Christopher Strachey was a British computer scientist specialising in denotational semantics and who was one of the pioneers of programming languages. Born in 1916, he was the son of British cryptographer Oliver Strachey and Ray Strachey, a British writer and feminist politician. He studied at Gresham's School, King's College, Cambridge, and the University of Cambridge. Despite his family background, he did not stand out at King's and later worked on radars during World War II, then taught at Harrow. However, the concept of intelligent machines quickly caught his attention. In January 1951, a friend introduced him to Mike Woodger of the National Physical Laboratory (NPL), and he subsequently joined the laboratory. The NPL housed the prototype of the Automatic Computing Engine (ACE), designed and built by Alan Turing starting in 1945. The project was delayed for many months, however, due to technical, political, and economic reasons, and Turing abandoned the highly ambitious project in 1947. Thanks to Donald Davies, who worked at the NPL, the laboratory continued the work and eventually succeeded in building the Pilot ACE, a more compact version of the ACE concept, which began operating in May 1950.

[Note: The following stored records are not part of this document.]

//! Works out which game wrote a save.
//!
//! Every supported format is tried in a fixed order and the first one whose
//! checksums and structure validate wins. Formats have disjoint checksum
//! locations and structural checks, so at most one of them accepts a real save.

use crate::{
    checksum::gen1_checksum,
    error::{ChecksumError, DecodeError},
    format::{
        FormatId, GameSelection, MIN_SAVE_SIZE, RBY_JP_CHECKSUM_END, RBY_JP_CHECKSUM_OFFSET,
        RBY_JP_CHECKSUM_START,
    },
    save::{self, ValidatedSection},
};

type Validator = for<'a> fn(&'a [u8], FormatId) -> Result<ValidatedSection<'a>, ChecksumError>;

/// Order candidates are tried in during automatic detection.
pub const CANDIDATES: [(FormatId, Validator); 6] = [
    (FormatId::RedBlueYellow, save::validate_game_boy),
    (FormatId::GoldSilver, save::validate_game_boy),
    (FormatId::Crystal, save::validate_game_boy),
    (FormatId::RubySapphire, save::validate_gba),
    (FormatId::Emerald, save::validate_gba),
    (FormatId::FireRedLeafGreen, save::validate_gba),
];

/// A layout that is recognized but not decoded.
struct NearMiss {
    family: &'static str,
    detail: &'static str,
    matches: fn(&[u8]) -> bool,
}

const NEAR_MISSES: [NearMiss; 1] = [NearMiss {
    family: "Red/Green/Blue/Yellow",
    detail: "Japanese release",
    matches: is_japanese_gen1,
}];

const RBY_JP_PARTY: usize = 0x2ED5;

fn is_japanese_gen1(raw: &[u8]) -> bool {
    let Some(data) = raw.get(RBY_JP_CHECKSUM_START..=RBY_JP_CHECKSUM_END) else {
        return false;
    };
    let checksum_matches = raw.get(RBY_JP_CHECKSUM_OFFSET) == Some(&gen1_checksum(data));
    let party_count = raw.get(RBY_JP_PARTY).copied().unwrap_or(u8::MAX);
    checksum_matches
        && party_count <= 6
        && raw.get(RBY_JP_PARTY + 1 + usize::from(party_count)) == Some(&0xFF)
}

/// Validates `raw` as the selected format, or finds the format that validates.
pub fn detect(raw: &[u8], selection: GameSelection) -> Result<ValidatedSection<'_>, DecodeError> {
    if raw.len() < MIN_SAVE_SIZE {
        log::error!(
            "Invalid file length for a game save. Found: {}, Expected at least: {MIN_SAVE_SIZE}",
            raw.len()
        );
        return Err(DecodeError::InvalidSize {
            actual: raw.len(),
            minimum: MIN_SAVE_SIZE,
        });
    }

    if let GameSelection::Format(format) = selection {
        return save::locate_valid_section(raw, format).map_err(|source| {
            log::debug!("Save does not validate as the selected {format}: {source}");
            DecodeError::Checksum { format, source }
        });
    }

    let mut rejected = Vec::with_capacity(CANDIDATES.len());
    for (format, validate) in CANDIDATES {
        match validate(raw, format) {
            Ok(section) => {
                log::info!("Detected {format} save");
                return Ok(section);
            }
            Err(reason) => {
                log::debug!("Not a {format} save: {reason}");
                rejected.push((format, reason));
            }
        }
    }

    if let Some(near_miss) = NEAR_MISSES.iter().find(|near_miss| (near_miss.matches)(raw)) {
        log::warn!(
            "Save looks like {} ({}), which is not supported",
            near_miss.family,
            near_miss.detail
        );
        return Err(DecodeError::UnsupportedRegion {
            family: near_miss.family,
            detail: near_miss.detail,
        });
    }

    Err(DecodeError::FormatNotDetected { rejected })
}

/// Only the detected format.
pub fn detect_format(raw: &[u8]) -> Result<FormatId, DecodeError> {
    detect(raw, GameSelection::Auto).map(|section| section.format())
}

#[cfg(test)]
mod tests {
    use super::*;

    #[test]
    fn test_short_buffer() {
        assert!(matches!(
            detect_format(&[0u8; 0x7FFF]),
            Err(DecodeError::InvalidSize {
                actual: 0x7FFF,
                minimum: 0x8000
            })
        ));
    }

    #[test]
    fn test_zero_buffer() {
        for size in [0x8000, 0x20000] {
            match detect_format(&vec![0u8; size]) {
                Err(DecodeError::FormatNotDetected { rejected }) => {
                    let formats = rejected.iter().map(|(format, _)| *format).collect::<Vec<_>>();
                    assert_eq!(formats, FormatId::ALL.to_vec());
                }
                other => panic!("unexpected result {other:?}"),
            }
        }
    }

    #[test]
    fn test_forced_format_reports_checksum() {
        let raw = vec![0u8; 0x8000];
        assert!(matches!(
            detect(&raw, GameSelection::Format(FormatId::Emerald)),
            Err(DecodeError::Checksum {
                format: FormatId::Emerald,
                source: ChecksumError::TooShort { .. }
            })
        ));
        assert!(matches!(
            detect(&raw, GameSelection::Format(FormatId::RedBlueYellow)),
            Err(DecodeError::Checksum {
                format: FormatId::RedBlueYellow,
                source: ChecksumError::Mismatch { .. }
            })
        ));
    }

    #[test]
    fn test_japanese_gen1() {
        let mut raw = vec![0u8; 0x8000];
        raw[RBY_JP_PARTY] = 0;
        raw[RBY_JP_PARTY + 1] = 0xFF;
        raw[RBY_JP_CHECKSUM_OFFSET] =
            gen1_checksum(&raw[RBY_JP_CHECKSUM_START..=RBY_JP_CHECKSUM_END]);
        assert!(is_japanese_gen1(&raw));
        assert!(matches!(
            detect_format(&raw),
            Err(DecodeError::UnsupportedRegion { .. })
        ));
    }
}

In his spare time, Strachey developed a checkers game program to familiarize himself with programming on this machine, which he completed in February 1951. He was inspired by an article titled A Theory of Chess and Noughts and Crosses published in 1950 in Penguin Science News, written by NPL scientist Donald Davies. He was also influenced in his choice by Charles Babbage's analytical engine and proposals for chess and checkers games. Strachey compiled a preliminary version of the program in May 1951 at the NPL, and he tested it for the first time on July 30, 1951, on the Pilot ACE computer. Programming errors, however, prevented it from functioning correctly, and the prototype's memory was insufficient to run the game properly. Strachey also faced frequent component changes in the computer, which regularly rendered parts of his code obsolete.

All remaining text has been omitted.